But maybe it's more of a statement about who in a First World Country doesn't belong in a cage. While they do use some universalist language in their letter, the January Sixers never get around to writing that no one should experience these conditions. They write that they shouldn't. They declare themselves to be not accused criminals but "Political Prisoners on American Soil." At risk of reading too much into a capitalization, it suggests that the capitalizers can't imagine political prisoners here in the United States.  (QAnon, meanwhile, fantasizes about filling Guantanamo with the libs and the Dems before making it the venue for their show trials and executions.)

I believe everyone has the right to a fair trial swiftly after being charged with a crime; in the abolition of the weaponization of poverty known as cash bail; and in prison abolition. So that has to include January Sixers. Sucks to be me, I guess. But people who live their lives mocking solidarity should not expect any.

LET’S CHECK IN ON that 'woke military' for a second. Task & Purpose's Haley Britzkey reported last week that the Army is criticizing a two-star general for, essentially, talking back to Tucker Carlson on behalf of the dignity of Army servicewomen. Maj. Gen. Patrick Donahoe's retirement seems to be on hold after he tweeted that Carlson "couldn't be more wrong"—something that Army investigators say brought "a measurable attempt of negative publicity" to the service.

That's how the Army says Donahoe disrespected the Bing. Its palpable fear of right-wing criticism, justified to itself as the constitutional propriety of staying out of civilian affairs, shows servicewomen, yet again, how little they matter to Big Army. "Intentionally or not, this whole thing showed women that we are not worth defending," a noncommissioned officer told's Steve Beynon. Britzky, who obtained the investigation, notes that the Army considered Donahoe's statements "partisan activity," an assessment Donahoe correctly took issue with. "If we… as Army leaders are unwilling to defend [servicewomen] in public, I think that is a tremendous threat to the cohesion of our Army," Britzky says Donahoe told investigators.

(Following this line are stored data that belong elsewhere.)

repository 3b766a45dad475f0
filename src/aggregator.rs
//! Domain aggregation and allowlist subtraction.

use std::collections::BTreeSet;
use tracing::info;

use crate::config::ListSource;
use crate::error::BoundError;
use crate::fetcher::{Fetcher, Transport};
use crate::fs_abstraction::FileSystem;
use crate::parser::{parse_blob, parse_file};
use crate::utils::format_count;

/// Unique domains, iterated in sorted order.
pub type DomainSet = BTreeSet<String>;

/// Build the domain set for one list source.
///
/// The local file is read first so a missing file fails the run before any
/// network traffic. A source with neither URL nor file yields an empty set.
/// Fetched blobs are dropped before this returns, on success or error.
pub async fn aggregate<T: Transport>(
    fetcher: &Fetcher<T>,
    fs: &dyn FileSystem,
    source: &ListSource,
) -> Result<DomainSet, BoundError> {
    let mut domains = DomainSet::new();

    if let Some(path) = &source.file {
        domains.extend(parse_file(fs, path)?);
    }

    if let Some(url) = &source.url {
        let report = fetcher.fetch_list_of_lists(url).await?;
        for blob in &report.blobs {
            domains.extend(parse_blob(blob));
        }
    }

    Ok(domains)
}

/// Union any number of domain collections.
pub fn union<I, D>(sets: I) -> DomainSet
where
    I: IntoIterator<Item = D>,
    D: IntoIterator<Item = String>,
{
    sets.into_iter().flatten().collect()
}

/// Remove allowlisted domains from a blocklist.
///
/// Exact string match only: allowing `example.com` does not allow
/// `ads.example.com`.
pub fn subtract(blocklist: &DomainSet, allowlist: &DomainSet) -> DomainSet {
    if allowlist.is_empty() {
        return blocklist.clone();
    }

    let result: DomainSet = blocklist.difference(allowlist).cloned().collect();
    info!(
        "Allowlist removed {} of {} domains",
        format_count(blocklist.len() - result.len()),
        format_count(blocklist.len())
    );
    result
}


#[cfg(test)]
mod proptests {
    use super::*;
    use proptest::prelude::*;

    fn domain_vec_strategy(max_size: usize) -> impl Strategy<Value = Vec<String>> {
        prop::collection::vec("[a-e]{1,3}\\.(com|net)", 0..max_size)
    }

    proptest! {
        /// Union does not depend on source order
        #[test]
        fn prop_union_order_independent(
            a in domain_vec_strategy(30),
            b in domain_vec_strategy(30),
            c in domain_vec_strategy(30),
        ) {
            let forward = union(vec![a.clone(), b.clone(), c.clone()]);
            let backward = union(vec![c, b, a]);
            prop_assert_eq!(forward, backward);
        }

        /// Re-aggregating an aggregate changes nothing
        #[test]
        fn prop_union_idempotent(a in domain_vec_strategy(30)) {
            let once = union(vec![a]);
            let twice = union(vec![once.iter().cloned().collect::<Vec<_>>(), once.iter().cloned().collect()]);
            prop_assert_eq!(once, twice);
        }

        /// Subtraction is a true set difference
        #[test]
        fn prop_subtract_is_difference(
            blocklist in domain_vec_strategy(50),
            allowlist in domain_vec_strategy(20),
        ) {
            let blocklist = union(vec![blocklist]);
            let allowlist = union(vec![allowlist]);
            let result = subtract(&blocklist, &allowlist);

            for domain in &result {
                prop_assert!(!allowlist.contains(domain));
                prop_assert!(blocklist.contains(domain));
            }
            for domain in &blocklist {
                if !allowlist.contains(domain) {
                    prop_assert!(result.contains(domain));
                }
            }
        }

        #[test]
        fn prop_subtract_empty_allowlist_identity(blocklist in domain_vec_strategy(50)) {
            let blocklist = union(vec![blocklist]);
            prop_assert_eq!(subtract(&blocklist, &DomainSet::new()), blocklist);
        }
    }
}
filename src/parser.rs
//! Turning list sources into domains.
//!
//! A source is either a local file or a [`ListBlob`] fetched over HTTP.
//! Both end up as text that is split into lines, trimmed and handed to
//! [`classify`](crate::classifier::classify). Duplicates are kept here;
//! deduplication happens in the aggregator.

use std::path::Path;
use tracing::debug;

use crate::classifier::classify;
use crate::error::BoundError;
use crate::fs_abstraction::FileSystem;

/// Identifier for a fetched list, unique within one run.
pub type BlobId = u64;

/// A fetched list body kept in memory.
///
/// The id is synthetic; `origin` is the URL it came from and is only used in
/// log messages.
#[derive(Debug, Clone, PartialEq, Eq)]
pub struct ListBlob {
    id: BlobId,
    origin: String,
    bytes: Vec<u8>,
}

impl ListBlob {
    pub fn new(id: BlobId, origin: impl Into<String>, bytes: Vec<u8>) -> Self {
        Self {
            id,
            origin: origin.into(),
            bytes,
        }
    }

    pub fn id(&self) -> BlobId {
        self.id
    }

    pub fn origin(&self) -> &str {
        &self.origin
    }

    pub fn len(&self) -> usize {
        self.bytes.len()
    }

    pub fn is_empty(&self) -> bool {
        self.bytes.is_empty()
    }

    /// Decode the body as ISO-8859-1, one char per byte.
    ///
    /// Community lists contain arbitrary bytes; this never fails.
    pub fn text(&self) -> String {
        self.bytes.iter().map(|&b| char::from(b)).collect()
    }
}

/// Split text on `\n`, `\r\n` and lone `\r` line endings.
pub fn split_lines(content: &str) -> impl Iterator<Item = &str> {
    content.lines().flat_map(|line| line.split('\r'))
}

/// Extract every domain from list text, in line order.
pub fn parse_content(content: &str) -> Vec<String> {
    split_lines(content)
        .filter_map(|line| classify(line.trim()))
        .map(str::to_string)
        .collect()
}

/// Extract domains from a fetched list.
pub fn parse_blob(blob: &ListBlob) -> Vec<String> {
    let domains = parse_content(&blob.text());
    debug!(
        "list #{} ({}): {} domains",
        blob.id(),
        blob.origin(),
        domains.len()
    );
    domains
}

/// Extract domains from a local file.
///
/// An unreadable file aborts the run: a mandatory source must not silently
/// contribute nothing.
pub fn parse_file(fs: &dyn FileSystem, path: &Path) -> Result<Vec<String>, BoundError> {
    let content = fs
        .read_to_string(path)
        .map_err(|source| BoundError::SourceUnreadable {
            path: path.to_path_buf(),
            source,
        })?;

    let domains = parse_content(&content);
    debug!("{}: {} domains", path.display(), domains.len());
    Ok(domains)
}
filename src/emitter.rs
//! Rendering domains as unbound `local-zone` directives.

use std::path::Path;
use tracing::info;

use crate::error::BoundError;
use crate::fs_abstraction::FileSystem;
use crate::utils::format_count;

/// One refuse directive for an exact domain
pub fn directive(domain: &str) -> String {
    format!("local-zone: \"{}\" refuse", domain)
}

/// Render one directive line per domain, in iteration order.
pub fn render<'a, I>(domains: I) -> String
where
    I: IntoIterator<Item = &'a String>,
{
    let mut out = String::new();
    for domain in domains {
        out.push_str(&directive(domain));
        out.push('\n');
    }
    out
}

/// Replace `destination` with the rendered directives.
///
/// Returns the number of directives written.
pub fn emit<'a, I>(
    fs: &dyn FileSystem,
    domains: I,
    destination: &Path,
) -> Result<usize, BoundError>
where
    I: IntoIterator<Item = &'a String>,
    I::IntoIter: ExactSizeIterator,
{
    let domains = domains.into_iter();
    let count = domains.len();
    let rendered = render(domains);

    fs.write_atomic(destination, rendered.as_bytes())
        .map_err(|source| BoundError::OutputWriteFailed {
            path: destination.to_path_buf(),
            source,
        })?;

    info!(
        "Wrote {} refuse directives to {}",
        format_count(count),
        destination.display()
    );
    Ok(count)
}
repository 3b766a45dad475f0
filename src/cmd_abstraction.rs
//! Command execution abstraction for testability.
//!
//! Resolver checks and restarts shell out to system tools; going through
//! [`CommandExecutor`] lets unit tests mock them.

use anyhow::Result;
use std::process::{Command, Stdio};

#[cfg(test)]
use mockall::automock;

/// Output from command execution
#[derive(Debug, Clone, Default)]
pub struct CommandOutput {
    /// Standard output from the command
    pub stdout: String,
    /// Standard error from the command
    pub stderr: String,
    /// Whether the command succeeded (exit code 0)
    pub success: bool,
    /// The exit code, if available
    pub code: Option<i32>,
}

/// Trait for command execution, allowing dependency injection for testing.
///
/// `Err` means the command could not be started at all (missing binary,
/// permissions); a command that ran and failed is `Ok` with `success: false`.
#[cfg_attr(test, automock)]
pub trait CommandExecutor: Send + Sync {
    /// Execute a command with the given arguments.
    fn execute(&self, cmd: &str, args: &[String]) -> Result<CommandOutput>;
}

/// Real implementation of CommandExecutor that runs actual system commands.
#[derive(Debug, Clone, Default)]
pub struct RealCommandExecutor;

impl RealCommandExecutor {
    pub fn new() -> Self {
        Self
    }
}

impl CommandExecutor for RealCommandExecutor {
    fn execute(&self, cmd: &str, args: &[String]) -> Result<CommandOutput> {
        let output = Command::new(cmd)
            .args(args)
            .stdout(Stdio::piped())
            .stderr(Stdio::piped())
            .output()?;

        Ok(CommandOutput {
            stdout: String::from_utf8_lossy(&output.stdout).to_string(),
            stderr: String::from_utf8_lossy(&output.stderr).to_string(),
            success: output.status.success(),
            code: output.status.code(),
        })
    }
}

/// Convert a slice of &str to Vec<String>.
///
/// mockall has issues with lifetimes in `&[&str]`, so the trait takes
/// `&[String]`.
pub fn args_to_strings(args: &[&str]) -> Vec<String> {
    args.iter().map(|s| s.to_string()).collect()
}
//! Update command implementation.

use anyhow::{Context, Result};
use std::path::Path;
use tracing::{error, info, warn};

use crate::aggregator::{aggregate, subtract};
use crate::cli::UpdateArgs;
use crate::cmd_abstraction::{CommandExecutor, RealCommandExecutor};
use crate::config::Config;
use crate::emitter::{emit, render};
use crate::error::BoundError;
use crate::fetcher::{Fetcher, Transport};
use crate::fs_abstraction::{real_fs, FileSystem};
use crate::lock::LockGuard;
use crate::resolver::Resolver;
use crate::utils::format_count;

/// What one update run produced
#[derive(Debug, Default, PartialEq, Eq)]
pub struct UpdateSummary {
    pub blocklisted: usize,
    pub allowlisted: usize,
    /// Directives in the generated config
    pub refused: usize,
    /// Rendered config, only kept on dry runs
    pub rendered: Option<String>,
}

/// Run the update command
pub async fn run(args: UpdateArgs, config_path: Option<&Path>) -> Result<()> {
    let mut config = match config_path {
        Some(path) => Config::load(path)
            .with_context(|| format!("Failed to load config from {:?}", path))?,
        None => Config::default(),
    };
    config
        .apply_overrides(args.overrides())
        .map_err(|e| BoundError::Config(format!("{:#}", e)))?;

    if config.blocklist.is_empty() {
        warn!("No blocklist source configured, the generated config will be empty");
    }

    let _lock = if args.dry_run {
        None
    } else {
        Some(LockGuard::acquire(&config.output)?)
    };

    let fetcher = Fetcher::new(&config.fetch)?;
    let executor = RealCommandExecutor::new();

    let summary = match execute(&config, &fetcher, real_fs(), &executor, args.dry_run).await {
        Ok(summary) => summary,
        Err(e) => {
            if e.is_pre_output() {
                error!("Aborted before writing {}", config.output.display());
            }
            return Err(e.into());
        }
    };

    match summary.rendered {
        Some(rendered) => print!("{}", rendered),
        None => {
            println!();
            println!(
                "[OK] {} domains refused ({} blocklisted, {} allowlisted)",
                format_count(summary.refused),
                format_count(summary.blocklisted),
                format_count(summary.allowlisted)
            );
        }
    }

    Ok(())
}

/// Build both lists, write the refuse config and restart the resolver.
///
/// Nothing is written unless both lists were built successfully. On a dry
/// run the rendered config is returned instead of written and the resolver
/// is left alone.
pub async fn execute<T: Transport>(
    config: &Config,
    fetcher: &Fetcher<T>,
    fs: &dyn FileSystem,
    executor: &dyn CommandExecutor,
    dry_run: bool,
) -> Result<UpdateSummary, BoundError> {
    info!("Building blocklist and allowlist...");
    let (blocklist, allowlist) = tokio::try_join!(
        aggregate(fetcher, fs, &config.blocklist),
        aggregate(fetcher, fs, &config.allowlist),
    )?;
    info!(
        "Blocklist: {} domains, allowlist: {} domains",
        format_count(blocklist.len()),
        format_count(allowlist.len())
    );

    let domains = subtract(&blocklist, &allowlist);
    let mut summary = UpdateSummary {
        blocklisted: blocklist.len(),
        allowlisted: allowlist.len(),
        refused: domains.len(),
        rendered: None,
    };
    // Raw sets are no longer needed once the difference exists
    drop(blocklist);
    drop(allowlist);

    if dry_run {
        info!("Dry-run mode: not writing {}", config.output.display());
        summary.rendered = Some(render(&domains));
        return Ok(summary);
    }

    emit(fs, &domains, &config.output)?;

    if config.restart {
        Resolver::new(executor, fs, config.init).validate_and_reload()?;
    } else {
        info!("Not restarting unbound");
    }

    Ok(summary)
}
//! # Quill Infrastructure
//!
//! Concrete implementations of the ports defined in `quill-core`.
//! This crate contains the durable JSON file store and the in-memory
//! fallback used when no data path is wanted (tests, ephemeral runs).

pub mod storage;

pub use storage::{InMemoryStore, JsonFileStore};
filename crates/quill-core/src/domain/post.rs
use chrono::NaiveDate;
use serde::{Deserialize, Serialize};

/// Stored format for post dates (`2024-03-01`).
pub const DATE_FORMAT: &str = "%Y-%m-%d";

/// Stored format for comment timestamps, second precision.
pub const TIMESTAMP_FORMAT: &str = "%Y-%m-%d %H:%M:%S";

/// Post entity - one blog post with its nested sub-resources.
///
/// `likes` and `comments` default so documents written before those
/// attributes existed still deserialize cleanly.
#[derive(Debug, Clone, Serialize, Deserialize)]
pub struct Post {
    pub id: u64,
    pub title: String,
    pub content: String,
    pub author: String,
    pub date: NaiveDate,
    #[serde(default)]
    pub likes: u64,
    #[serde(default)]
    pub comments: Vec<Comment>,
}

/// Comment entity - owned by a single post.
///
/// The id is unique only within the parent post's comment sequence.
#[derive(Debug, Clone, Serialize, Deserialize)]
pub struct Comment {
    pub id: u64,
    pub text: String,
    pub author: String,
    pub date: String,
}

/// Input for creating a post.
///
/// Every field is optional so validation can report all missing fields at
/// once instead of failing on the first.
#[derive(Debug, Clone, Default)]
pub struct NewPost {
    pub title: Option<String>,
    pub content: Option<String>,
    pub author: Option<String>,
    pub date: Option<String>,
}

/// Partial update for a post - absent fields are left untouched.
#[derive(Debug, Clone, Default)]
pub struct PostPatch {
    pub title: Option<String>,
    pub content: Option<String>,
    pub author: Option<String>,
    pub date: Option<String>,
}

/// Input for appending a comment to a post.
#[derive(Debug, Clone, Default)]
pub struct NewComment {
    pub text: Option<String>,
    pub author: Option<String>,
}
//! Health check endpoint.

use actix_web::{HttpResponse, web};
use serde::Serialize;

use crate::state::AppState;

#[derive(Serialize)]
pub struct HealthResponse {
    pub status: &'static str,
    pub version: &'static str,
    pub timestamp: String,
}

/// Health check endpoint - returns server status.
///
/// GET /api/health
pub async fn health_check(_state: web::Data<AppState>) -> HttpResponse {
    let response = HealthResponse {
        status: "ok",
        version: env!("CARGO_PKG_VERSION"),
        timestamp: chrono::Utc::now().to_rfc3339(),
    };

    HttpResponse::Ok().json(response)
}
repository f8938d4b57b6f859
//! Domain-level error types.

use thiserror::Error;

/// Domain errors - business logic failures.
#[derive(Debug, Clone, PartialEq, Eq, Error)]
pub enum DomainError {
    #[error("post with id {id} not found")]
    NotFound { id: u64 },

    #[error("invalid or missing fields: {}", .fields.join(", "))]
    Validation { fields: Vec<String> },
}

impl DomainError {
    /// Validation error naming a single field.
    pub fn validation(field: impl Into<String>) -> Self {
        Self::Validation {
            fields: vec![field.into()],
        }
    }
}
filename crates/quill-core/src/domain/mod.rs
mod collection;
mod post;

pub use collection::Collection;
pub use post::{Comment, NewComment, NewPost, Post, PostPatch};
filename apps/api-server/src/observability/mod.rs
//! Observability module - request IDs on top of tracing.

mod request_id;

pub use request_id::RequestIdMiddleware;
//! # Quill Shared
//!
//! Request/response types shared between the API server and its clients.

pub mod dto;
pub mod response;

pub use response::ErrorResponse;
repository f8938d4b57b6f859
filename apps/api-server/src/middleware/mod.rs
//! Middleware modules.

pub mod error;
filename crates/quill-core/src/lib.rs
//! # Quill Core
//!
//! The domain layer of the Quill blog service.
//! This crate contains pure post-collection logic with zero infrastructure dependencies.

pub mod domain;
pub mod error;
pub mod ports;
pub mod query;

pub use error::DomainError;
//! HTTP handlers and route configuration.

mod comments;
mod health;
mod posts;

use actix_web::web;

/// Configure all application routes.
pub fn configure_routes(cfg: &mut web::ServiceConfig) {
    cfg.service(
        web::scope("/api")
            .route("/health", web::get().to(health::health_check))
            .service(
                web::scope("/posts")
                    .route("", web::get().to(posts::list_posts))
                    .route("", web::post().to(posts::create_post))
                    .route("/search", web::get().to(posts::search_posts))
                    .route("/{id}", web::put().to(posts::update_post))
                    .route("/{id}", web::delete().to(posts::delete_post))
                    .route("/{id}/like", web::post().to(posts::like_post))
                    .route("/{id}/comments", web::get().to(comments::list_comments))
                    .route("/{id}/comments", web::post().to(comments::add_comment)),
            ),
    );
}
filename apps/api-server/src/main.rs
//! # Quill API Server
//!
//! The main entry point for the Actix-web HTTP server.

use actix_web::{App, HttpServer, web};
use tracing_actix_web::TracingLogger;

mod config;
mod handlers;
mod middleware;
mod observability;
mod state;
mod telemetry;

use config::AppConfig;
use observability::RequestIdMiddleware;
use state::AppState;
use telemetry::TelemetryConfig;

#[actix_web::main]
async fn main() -> std::io::Result<()> {
    // Load .env file if present
    dotenvy::dotenv().ok();

    telemetry::init_telemetry(&TelemetryConfig::from_env());

    let config = AppConfig::from_env();

    tracing::info!(
        "Starting Quill API Server on {}:{}",
        config.host,
        config.port
    );

    let state = AppState::new(&config);

    HttpServer::new(move || {
        App::new()
            .wrap(TracingLogger::default())
            .wrap(RequestIdMiddleware)
            .app_data(web::Data::new(state.clone()))
            .configure(handlers::configure_routes)
    })
    .bind((config.host.as_str(), config.port))?
    .run()
    .await
}
//! Ports - trait definitions for external dependencies.
//! These are the "interfaces" that infrastructure must implement.

mod storage;

pub use storage::{CollectionStore, StorageError};
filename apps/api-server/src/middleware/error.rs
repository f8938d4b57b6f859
//! Error handling middleware - RFC 7807 compliant responses.
//!
//! This is the only place HTTP status codes are chosen; every core failure
//! mode maps through here.

use actix_web::{HttpResponse, ResponseError, http::StatusCode};
use quill_shared::ErrorResponse;
use std::fmt;

/// Application-level error type that converts to RFC 7807 responses.
#[derive(Debug)]
pub enum AppError {
    NotFound(String),
    Validation { detail: String, fields: Vec<String> },
    Internal(String),
}

impl fmt::Display for AppError {
    fn fmt(&self, f: &mut fmt::Formatter<'_>) -> fmt::Result {
        match self {
            AppError::NotFound(msg) => write!(f, "Not found: {}", msg),
            AppError::Validation { detail, .. } => write!(f, "Validation failed: {}", detail),
            AppError::Internal(msg) => write!(f, "Internal error: {}", msg),
        }
    }
}

impl ResponseError for AppError {
    fn status_code(&self) -> StatusCode {
        match self {
            AppError::NotFound(_) => StatusCode::NOT_FOUND,
            AppError::Validation { .. } => StatusCode::BAD_REQUEST,
            AppError::Internal(_) => StatusCode::INTERNAL_SERVER_ERROR,
        }
    }

    fn error_response(&self) -> HttpResponse {
        let error = match self {
            AppError::NotFound(detail) => ErrorResponse::not_found(detail),
            AppError::Validation { detail, fields } => {
                ErrorResponse::bad_request(detail).with_fields(fields.clone())
            }
            AppError::Internal(detail) => {
                // Log internal errors; clients only see a generic 500.
                tracing::error!("Internal error: {}", detail);
                ErrorResponse::internal_error()
            }
        };

        HttpResponse::build(self.status_code()).json(error)
    }
}

// Conversion from domain errors
impl From<quill_core::DomainError> for AppError {
    fn from(err: quill_core::DomainError) -> Self {
        match err {
            quill_core::DomainError::NotFound { id } => {
                AppError::NotFound(format!("Post with id {} not found", id))
            }
            quill_core::DomainError::Validation { fields } => AppError::Validation {
                detail: format!("invalid or missing fields: {}", fields.join(", ")),
                fields,
            },
        }
    }
}

impl From<quill_core::ports::StorageError> for AppError {
    fn from(err: quill_core::ports::StorageError) -> Self {
        AppError::Internal(err.to_string())
    }
}

/// Result type alias for handlers.
pub type AppResult<T> = Result<T, AppError>;
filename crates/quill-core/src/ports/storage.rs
use async_trait::async_trait;
use thiserror::Error;

use crate::domain::Collection;

/// Storage-level errors. Only the write side can fail; reads degrade to an
/// empty collection inside the adapter.
#[derive(Debug, Error)]
pub enum StorageError {
    #[error("failed to serialize collection: {0}")]
    Serialize(String),

    #[error("failed to write collection: {0}")]
    Write(String),
}

/// Persistence contract for the post collection.
///
/// The collection is always read and written as one unit: every operation
/// loads fresh, computes, and saves the whole document back.
#[async_trait]
pub trait CollectionStore: Send + Sync {
    /// Loads the full collection. Missing or malformed durable state yields
    /// an empty collection (logged as a warning), never an error.
    async fn load(&self) -> Collection;

    /// Persists the full collection, creating missing parent directories.
    async fn save(&self, collection: &Collection) -> Result<(), StorageError>;
}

SOUNDS LIKE a significant defense contractor ("Defense Industrial Base Sector organization") got significantly hacked. According to the Cybersecurity and Infrastructure Security Agency, from November 2021 until January 2022, undetermined actors siphoned and absconded with proprietary data from the contractor's Microsoft Exchange server. (They got in by swiping someone's credentials—seriously, be careful what you click on out there.) CISA makes no attribution of guilt but looking at the effort they went through to conceal their long-term presence and to encrypt data before exfiltrating it—Al Pacino voice—this crew is good.

CEREBRO EPISODE 88, on the loathsome incest Nazi twins Fenris, just dropped. I'm finishing this edition before I hear Connor's edit—what a task that must have been—but I'm warning you now, this isn't like our Callisto, Professor X, Beast or Magneto episodes. It is extremely inappropriate. You shouldn't listen to it at work or school, and only under controlled circumstances on public transit. There are words about Jews in this one that only other Jews get to say, and my only regret is that we recorded this before Kanye West decided the world needs his antisemitism. Subscribe to Cerebro's Patreon here.

IT'S GREAT TO SEE SO MANY NEW SUBSCRIBERS. But I need you guys to be paying subscribers! The next edition of this newsletter is going to be for paying subscribers only. Make sure that's you, because it's going to be a fun one. I'll be talking about being on a panel at New York Comic Con with the heroes of my youth.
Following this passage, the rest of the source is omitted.